It was probably good, that John didn't know about the last few years. He'd only worry. Mother had never found out about most of it either, considering how busy she'd become with her charities and, Sherlock suspected, moonlighting in his father's field. He was sure Mycroft knew all of it, though it was impossible to be sure, since Mycroft never seemed to act differently because of it; it was all in the shape of his disapproving half-frowns and the expression in his eyes.

Sherlock had been a spectacular fencer, though there wasn't much opportunity to whip out a foil on the mean streets of Kensington. He was also a natural boxer, and there was ample opportunity to test himself in a fistfight in the alleys of neighboring Earl's Court. He was thin and had barely begun to put on height, which meant the Polish and Aussie boys didn't give him much notice until he'd messily broken the nose of a much bigger lad named Jarek. After that, he was given a wide berth by all except the most reckless. Sherlock preferred it that way; after all, he was unlikely to be beaten up with good technical form in his chosen field.

He'd made friends with them eventually, shared cigarettes and street gossip. He'd made friends with dealers, who knew everyone's habits and who he bought cocaine from, to power his all-night research sessions, until he'd learned to synthesize it himself. He liked how alive he felt, how the nicotine and coke made his mind fly along even faster, how fighting pushed him to analyze every move a second before it happened with painful consequences for failure. Information, blood, hypothesis, conclusion.

Even then Mycroft had been watching, like a guardian angel in a sombre suit, because it was Mycroft who'd bundled Sherlock off to a discreet clinic for six months while Mother was in India working with orphans, where Sherlock's coke habit had gotten better and the cigarettes had gotten worse. It was Mycroft who'd pulled strings with the NHS and who put Sherlock up at his house in the Lake District during recovery. Sherlock couldn't see what Mycroft got out of helping him but he appreciated it, and in return he rewarded Mycroft with concert-quality performances of Bartók and Prokofiev once he was able to raise his arms high enough to hold the violin.

_VI. always stays the same, nothing ever changes_

Sherlock had gone from cigarettes to patches and had mostly kept off anything stronger, which is why it was ironic that John had come to entirely the wrong conclusion when he'd found the coffee can Sherlock used as a sharps container in the closet-sized lavatory off Sherlock's bedroom. Sherlock was largely disinterested in dating -- though he still often thought of The Woman -- because relationships were messy, human and illogical. There was no one worth compromising his work for, no one he'd met that warranted coddling their egos to the point of distraction. Which is why he'd even surprised himself when he'd allowed himself to seduce John -- for research purposes, Sherlock told himself as he lay on his bed afterwards, still in his shirtsleeves and trousers; an in-depth study of the physiological and psychological effects of oral stimulation on PTSD-afflicted veterans -- and why John had been using his bathroom at all.

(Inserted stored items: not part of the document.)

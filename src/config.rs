use anyhow::{Context, Result};
use std::path::PathBuf;
use std::time::Duration;

use crate::client::RetryPolicy;
use crate::oauth::{
    ClientCredentials, OAuthSettings, QUICKBOOKS_ACCOUNTING_SCOPE, QUICKBOOKS_AUTH_URL,
    QUICKBOOKS_TOKEN_URL,
};

/// Application configuration, loaded from environment variables.
#[derive(Debug, Clone)]
pub struct Config {
    // ── Server ──────────────────────────────────────────────────────────
    pub host: String,
    pub port: u16,

    // ── OAuth app ───────────────────────────────────────────────────────
    pub client_id: String,
    pub client_secret: String,
    pub redirect_uri: String,
    pub auth_url: String,
    pub token_url: String,
    /// 32-byte base64-encoded HMAC key for state parameter signing.
    pub state_secret: String,

    // ── Accounting API ──────────────────────────────────────────────────
    pub api_base_url: String,
    /// QuickBooks realm the reports are read from
    pub company_id: String,
    pub retry_max_attempts: u32,
    pub retry_initial_backoff: Duration,

    // ── Storage ─────────────────────────────────────────────────────────
    pub token_file: PathBuf,
    pub database_url: String,
    pub ledger_table: String,

    // ── Refresh daemon ──────────────────────────────────────────────────
    pub refresh_interval: Duration,
    pub refresh_lead: chrono::Duration,
}

impl Config {
    pub fn from_env() -> Result<Self> {
        Ok(Config {
            host: std::env::var("HOST").unwrap_or_else(|_| "0.0.0.0".into()),
            port: std::env::var("PORT")
                .unwrap_or_else(|_| "8000".into())
                .parse()
                .context("Invalid PORT")?,

            client_id: std::env::var("CLIENT_ID").context("CLIENT_ID is required")?,
            client_secret: std::env::var("CLIENT_SECRET").context("CLIENT_SECRET is required")?,
            redirect_uri: std::env::var("REDIRECT_URI").context("REDIRECT_URI is required")?,
            auth_url: std::env::var("AUTH_URL").unwrap_or_else(|_| QUICKBOOKS_AUTH_URL.into()),
            token_url: std::env::var("TOKEN_URL").unwrap_or_else(|_| QUICKBOOKS_TOKEN_URL.into()),
            state_secret: std::env::var("STATE_SECRET")
                .context("STATE_SECRET is required (32 bytes, base64)")?,

            api_base_url: std::env::var("API_BASE_URL")
                .unwrap_or_else(|_| "https://quickbooks.api.intuit.com".into()),
            company_id: std::env::var("COMPANY_ID").context("COMPANY_ID is required")?,
            retry_max_attempts: std::env::var("RETRY_MAX_ATTEMPTS")
                .unwrap_or_else(|_| "5".into())
                .parse()
                .context("Invalid RETRY_MAX_ATTEMPTS")?,
            retry_initial_backoff: Duration::from_millis(
                std::env::var("RETRY_INITIAL_BACKOFF_MS")
                    .unwrap_or_else(|_| "1000".into())
                    .parse()
                    .context("Invalid RETRY_INITIAL_BACKOFF_MS")?,
            ),

            token_file: std::env::var("TOKEN_FILE")
                .unwrap_or_else(|_| "token.json".into())
                .into(),
            database_url: std::env::var("DATABASE_URL")
                .context("DATABASE_URL is required (PostgreSQL connection string)")?,
            ledger_table: std::env::var("LEDGER_TABLE")
                .unwrap_or_else(|_| "balance_deltas".into()),

            refresh_interval: Duration::from_secs(
                std::env::var("REFRESH_INTERVAL_SECS")
                    .unwrap_or_else(|_| "300".into())
                    .parse()
                    .context("Invalid REFRESH_INTERVAL_SECS")?,
            ),
            refresh_lead: chrono::Duration::seconds(
                std::env::var("REFRESH_LEAD_SECS")
                    .unwrap_or_else(|_| "600".into())
                    .parse()
                    .context("Invalid REFRESH_LEAD_SECS")?,
            ),
        })
    }

    pub fn oauth_settings(&self) -> OAuthSettings {
        OAuthSettings {
            client: ClientCredentials {
                client_id: self.client_id.clone(),
                client_secret: self.client_secret.clone(),
            },
            redirect_uri: self.redirect_uri.clone(),
            scope: QUICKBOOKS_ACCOUNTING_SCOPE.into(),
        }
    }

    pub fn retry_policy(&self) -> RetryPolicy {
        RetryPolicy {
            max_attempts: self.retry_max_attempts,
            initial_backoff: self.retry_initial_backoff,
            ..RetryPolicy::default()
        }
    }
}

"Sherlock," John said with the cautious, slightly concerned tone that so often crept into his voice around Sherlock, "did you know you have a can full of syringes by the toilet?"

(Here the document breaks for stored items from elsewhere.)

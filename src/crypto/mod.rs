mod state;

pub use state::{StateSigner, STATE_MAX_AGE_SECS};
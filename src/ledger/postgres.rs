//! PostgreSQL-backed ledger writer.
//!
//! Expects an existing table with columns
//! `(account_name TEXT, debit_diff DOUBLE PRECISION, credit_diff DOUBLE PRECISION, as_of_date DATE)`.

use async_trait::async_trait;
use chrono::NaiveDate;
use sqlx::PgPool;
use tracing::info;

use super::LedgerWriter;
use crate::error::SyncError;
use crate::report::BalanceDelta;

pub struct PgLedgerWriter {
    pool: PgPool,
    insert_sql: String,
}

impl PgLedgerWriter {
    pub async fn connect(db_url: &str, table: &str) -> Result<Self, SyncError> {
        let pool = sqlx::postgres::PgPoolOptions::new()
            .max_connections(5)
            .connect(db_url)
            .await
            .map_err(|e| SyncError::LedgerWrite(format!("Failed to connect to PostgreSQL: {e}")))?;

        Self::from_pool(pool, table)
    }

    pub fn from_pool(pool: PgPool, table: &str) -> Result<Self, SyncError> {
        validate_table_name(table)?;
        Ok(Self {
            pool,
            insert_sql: format!(
                "INSERT INTO {table} (account_name, debit_diff, credit_diff, as_of_date) \
                 VALUES ($1, $2, $3, $4)"
            ),
        })
    }

    pub fn pool(&self) -> &PgPool {
        &self.pool
    }
}

#[async_trait]
impl LedgerWriter for PgLedgerWriter {
    async fn commit(&self, records: &[BalanceDelta], as_of: NaiveDate) -> Result<(), SyncError> {
        if records.is_empty() {
            return Ok(());
        }

        // Dropping the transaction on an early return rolls it back
        let mut tx = self.pool.begin().await?;

        for record in records {
            sqlx::query(&self.insert_sql)
                .bind(&record.account_name)
                .bind(record.debit_diff)
                .bind(record.credit_diff)
                .bind(as_of)
                .execute(&mut *tx)
                .await
                .map_err(|e| {
                    SyncError::LedgerWrite(format!(
                        "Insert for account {:?} failed: {e}",
                        record.account_name
                    ))
                })?;
        }

        tx.commit().await?;
        info!(rows = records.len(), %as_of, "Ledger deltas committed");
        Ok(())
    }
}

/// Accept `name` or `schema.name` made of ASCII letters, digits and underscores.
fn validate_table_name(table: &str) -> Result<(), SyncError> {
    let valid_part = |part: &str| {
        !part.is_empty()
            && !part.starts_with(|c: char| c.is_ascii_digit())
            && part.chars().all(|c| c.is_ascii_alphanumeric() || c == '_')
    };

    let parts: Vec<&str> = table.split('.').collect();
    if parts.len() > 2 || !parts.iter().all(|p| valid_part(p)) {
        return Err(SyncError::Config(format!("Invalid ledger table name: {table:?}")));
    }
    Ok(())
}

"Yes." He figured he'd change it over to an approved container the next time he could get John into a hospital to nick one.

John let out an irritated huff. Until Sherlock's patience ran out, he always tried to answer the question that was asked, not the question that was implied; he figured it trained those around him to be precise. "What I meant to ask is: why do you have a can full of syringes by the toilet? You're not--" John's voice faltered.

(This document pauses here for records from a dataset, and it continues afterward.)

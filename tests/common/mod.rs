//! Common fakes for trial-balance-sync integration tests.
#![allow(dead_code)]

use async_trait::async_trait;
use base64::Engine as _;
use chrono::{DateTime, Duration, NaiveDate, TimeZone, Utc};
use reqwest::StatusCode;
use std::collections::VecDeque;
use std::sync::atomic::{AtomicUsize, Ordering};
use std::sync::{Arc, Mutex, Once};

use trial_balance_sync::client::{ApiClient, Reply, RetryPolicy, Transport};
use trial_balance_sync::clock::{Clock, Sleeper};
use trial_balance_sync::crypto::StateSigner;
use trial_balance_sync::ledger::LedgerWriter;
use trial_balance_sync::oauth::{
    ClientCredentials, OAuthProvider, OAuthSettings, TokenGrant, TokenManager, TokenSet,
};
use trial_balance_sync::report::BalanceDelta;
use trial_balance_sync::store::MemoryTokenStore;
use trial_balance_sync::SyncError;

static INIT: Once = Once::new();

/// Initialize tracing for tests (only once).
pub fn init_tracing() {
    INIT.call_once(|| {
        tracing_subscriber::fmt()
            .with_env_filter("info,trial_balance_sync=debug")
            .with_test_writer()
            .try_init()
            .ok();
    });
}

/// 2024-01-02 09:00:00 UTC
pub fn t0() -> DateTime<Utc> {
    Utc.with_ymd_and_hms(2024, 1, 2, 9, 0, 0).unwrap()
}

pub fn date(y: i32, m: u32, d: u32) -> NaiveDate {
    NaiveDate::from_ymd_opt(y, m, d).unwrap()
}

// =============================================================================
// Time
// =============================================================================

pub struct FixedClock {
    now: Mutex<DateTime<Utc>>,
}

impl FixedClock {
    pub fn at(now: DateTime<Utc>) -> Arc<Self> {
        Arc::new(Self {
            now: Mutex::new(now),
        })
    }

    pub fn advance(&self, by: Duration) {
        let mut now = self.now.lock().unwrap();
        *now += by;
    }
}

impl Clock for FixedClock {
    fn now(&self) -> DateTime<Utc> {
        *self.now.lock().unwrap()
    }
}

/// Records requested delays and returns immediately.
#[derive(Default)]
pub struct RecordingSleeper {
    slept: Mutex<Vec<std::time::Duration>>,
}

impl RecordingSleeper {
    pub fn slept(&self) -> Vec<std::time::Duration> {
        self.slept.lock().unwrap().clone()
    }
}

#[async_trait]
impl Sleeper for RecordingSleeper {
    async fn sleep(&self, duration: std::time::Duration) {
        self.slept.lock().unwrap().push(duration);
    }
}

// =============================================================================
// OAuth
// =============================================================================

/// Provider that mints `access-N` / `refresh-N` pairs and counts calls.
pub struct FakeProvider {
    pub exchanges: AtomicUsize,
    pub refreshes: AtomicUsize,
    pub refreshed_with: Mutex<Vec<String>>,
    pub expires_in: Option<u64>,
    pub fail_refresh: bool,
    pub refresh_delay: Option<std::time::Duration>,
    pub minted: AtomicUsize,
}

impl FakeProvider {
    pub fn new() -> Self {
        Self {
            exchanges: AtomicUsize::new(0),
            refreshes: AtomicUsize::new(0),
            refreshed_with: Mutex::new(Vec::new()),
            expires_in: Some(3600),
            fail_refresh: false,
            refresh_delay: None,
            minted: AtomicUsize::new(0),
        }
    }

    pub fn refresh_count(&self) -> usize {
        self.refreshes.load(Ordering::SeqCst)
    }

    fn mint(&self) -> TokenGrant {
        let n = self.minted.fetch_add(1, Ordering::SeqCst) + 1;
        TokenGrant {
            access_token: format!("access-{n}"),
            refresh_token: format!("refresh-{n}"),
            expires_in: self.expires_in,
        }
    }
}

#[async_trait]
impl OAuthProvider for FakeProvider {
    fn id(&self) -> &str {
        "fake"
    }

    fn auth_url(
        &self,
        client_id: &str,
        redirect_uri: &str,
        scope: &str,
        state: &str,
    ) -> Result<String, SyncError> {
        let mut url = url::Url::parse("https://auth.example.com/authorize").unwrap();
        url.query_pairs_mut()
            .append_pair("client_id", client_id)
            .append_pair("response_type", "code")
            .append_pair("scope", scope)
            .append_pair("redirect_uri", redirect_uri)
            .append_pair("state", state);
        Ok(url.into())
    }

    async fn exchange_code(
        &self,
        code: &str,
        _client: &ClientCredentials,
        _redirect_uri: &str,
    ) -> Result<TokenGrant, SyncError> {
        self.exchanges.fetch_add(1, Ordering::SeqCst);
        if code == "bad-code" {
            return Err(SyncError::AuthExchange("invalid_grant".into()));
        }
        Ok(self.mint())
    }

    async fn refresh_token(
        &self,
        refresh_token: &str,
        _client: &ClientCredentials,
    ) -> Result<TokenGrant, SyncError> {
        self.refreshes.fetch_add(1, Ordering::SeqCst);
        self.refreshed_with
            .lock()
            .unwrap()
            .push(refresh_token.to_string());
        if let Some(delay) = self.refresh_delay {
            tokio::time::sleep(delay).await;
        }
        if self.fail_refresh {
            return Err(SyncError::AuthRefresh("invalid_grant".into()));
        }
        Ok(self.mint())
    }
}

pub fn settings() -> OAuthSettings {
    OAuthSettings {
        client: ClientCredentials {
            client_id: "client-id".into(),
            client_secret: "client-secret".into(),
        },
        redirect_uri: "https://sync.example.com/v1/oauth/callback".into(),
        scope: "com.intuit.quickbooks.accounting".into(),
    }
}

pub fn signer() -> StateSigner {
    let secret = base64::engine::general_purpose::STANDARD.encode([0x42u8; 32]);
    StateSigner::new(&secret).unwrap()
}

pub fn manager(
    provider: Arc<FakeProvider>,
    store: Arc<MemoryTokenStore>,
    clock: Arc<FixedClock>,
) -> Arc<TokenManager> {
    Arc::new(TokenManager::new(settings(), provider, store, clock, signer()))
}

/// A token pair that expires `ttl` after `t0()`.
pub fn stored_tokens(name: &str, ttl: Duration) -> TokenSet {
    TokenSet {
        access_token: format!("{name}-access"),
        refresh_token: format!("{name}-refresh"),
        expires_at: t0() + ttl,
    }
}

// =============================================================================
// HTTP
// =============================================================================

/// Replays canned replies in order and records what was requested.
#[derive(Default)]
pub struct ScriptedTransport {
    replies: Mutex<VecDeque<Reply>>,
    pub requests: Mutex<Vec<(String, String)>>,
}

impl ScriptedTransport {
    pub fn new(replies: Vec<(StatusCode, String)>) -> Arc<Self> {
        Arc::new(Self {
            replies: Mutex::new(
                replies
                    .into_iter()
                    .map(|(status, body)| Reply { status, body })
                    .collect(),
            ),
            requests: Mutex::new(Vec::new()),
        })
    }

    pub fn request_count(&self) -> usize {
        self.requests.lock().unwrap().len()
    }

    pub fn tokens_seen(&self) -> Vec<String> {
        self.requests
            .lock()
            .unwrap()
            .iter()
            .map(|(_, token)| token.clone())
            .collect()
    }

    pub fn urls_seen(&self) -> Vec<String> {
        self.requests
            .lock()
            .unwrap()
            .iter()
            .map(|(url, _)| url.clone())
            .collect()
    }
}

#[async_trait]
impl Transport for ScriptedTransport {
    async fn get(&self, url: &str, access_token: &str) -> Result<Reply, SyncError> {
        self.requests
            .lock()
            .unwrap()
            .push((url.to_string(), access_token.to_string()));
        self.replies
            .lock()
            .unwrap()
            .pop_front()
            .ok_or_else(|| SyncError::Transport("no scripted reply left".into()))
    }
}

pub fn ok(body: serde_json::Value) -> (StatusCode, String) {
    (StatusCode::OK, body.to_string())
}

pub fn status(code: StatusCode) -> (StatusCode, String) {
    (code, r#"{"Fault":{"type":"SERVICE"}}"#.to_string())
}

pub fn api_client(
    tokens: Arc<TokenManager>,
    transport: Arc<ScriptedTransport>,
    sleeper: Arc<RecordingSleeper>,
) -> ApiClient {
    ApiClient::new(tokens, transport, sleeper, RetryPolicy::default())
}

/// Trial balance body with one `[name, debit, credit]` row per entry.
pub fn trial_balance(rows: &[(&str, &str, &str)]) -> serde_json::Value {
    let rows: Vec<serde_json::Value> = rows
        .iter()
        .map(|(name, debit, credit)| {
            serde_json::json!({
                "ColData": [
                    { "value": name, "id": "1" },
                    { "value": debit },
                    { "value": credit },
                ]
            })
        })
        .collect();

    serde_json::json!({
        "Header": { "ReportName": "TrialBalance", "Currency": "USD" },
        "Columns": { "Column": [
            { "ColTitle": "", "ColType": "Account" },
            { "ColTitle": "Debit", "ColType": "Money" },
            { "ColTitle": "Credit", "ColType": "Money" },
        ]},
        "Rows": { "Row": rows }
    })
}

// =============================================================================
// Ledger
// =============================================================================

#[derive(Default)]
pub struct RecordingLedger {
    pub commits: Mutex<Vec<(Vec<BalanceDelta>, NaiveDate)>>,
    pub fail: bool,
}

impl RecordingLedger {
    pub fn failing() -> Self {
        Self {
            commits: Mutex::new(Vec::new()),
            fail: true,
        }
    }

    pub fn commits(&self) -> Vec<(Vec<BalanceDelta>, NaiveDate)> {
        self.commits.lock().unwrap().clone()
    }
}

#[async_trait]
impl LedgerWriter for RecordingLedger {
    async fn commit(&self, records: &[BalanceDelta], as_of: NaiveDate) -> Result<(), SyncError> {
        if self.fail {
            return Err(SyncError::LedgerWrite("connection reset".into()));
        }
        self.commits
            .lock()
            .unwrap()
            .push((records.to_vec(), as_of));
        Ok(())
    }
}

"No, Doctor, I am not a heroin addict," Sherlock said with the sort of faintly mocking sarcastic tone he used with simpletons.

"Okay, then..."

Sherlock sat up, the sheets rustling. "It's a long story."

**Author's Note:**

> I was reading a Dreamwidth post on "Sherlock" (BBC) fandom and the FTM!Sherlock trope, but after reading a few of the fics, there was something slightly wrong nagging at the back of my head. It wasn't that they were poorly written, because I think all of them that I read were /good/ in that regard, and it wasn't that they were explicitly offensive to transmen, because they /weren't/...
> 
> I think the thing that was bothering me about the FTM!Sherlock fics I've read was that they were primarily concerned with exposing Sherlock's condition as trans, like his birth name and the lurid details of his body. It feels gimmicky and freakshowy, even in a fic. (It reminds me of other posts I've read, discussing the difference between "naked", which is honest and seeing the person as they really are, and "nude", which is objectifying and dishonest in that it projects an agenda onto the undressed person.) Not that a narrative can't ever discuss transition or whatever, but the way some of the fics have this kind of "Girl name! Vagina! Sherlock's not like the real mens! Sherlock is a SHE!" makes me kind of wish fandom would go find something else.
> 
> Anyway, maybe I'm just touchy; gods know I could probably froth at the mouth about this for hours. So here's me being the change I want to see in the world, so to speak, and writing fic for the first time in a long time.


End file.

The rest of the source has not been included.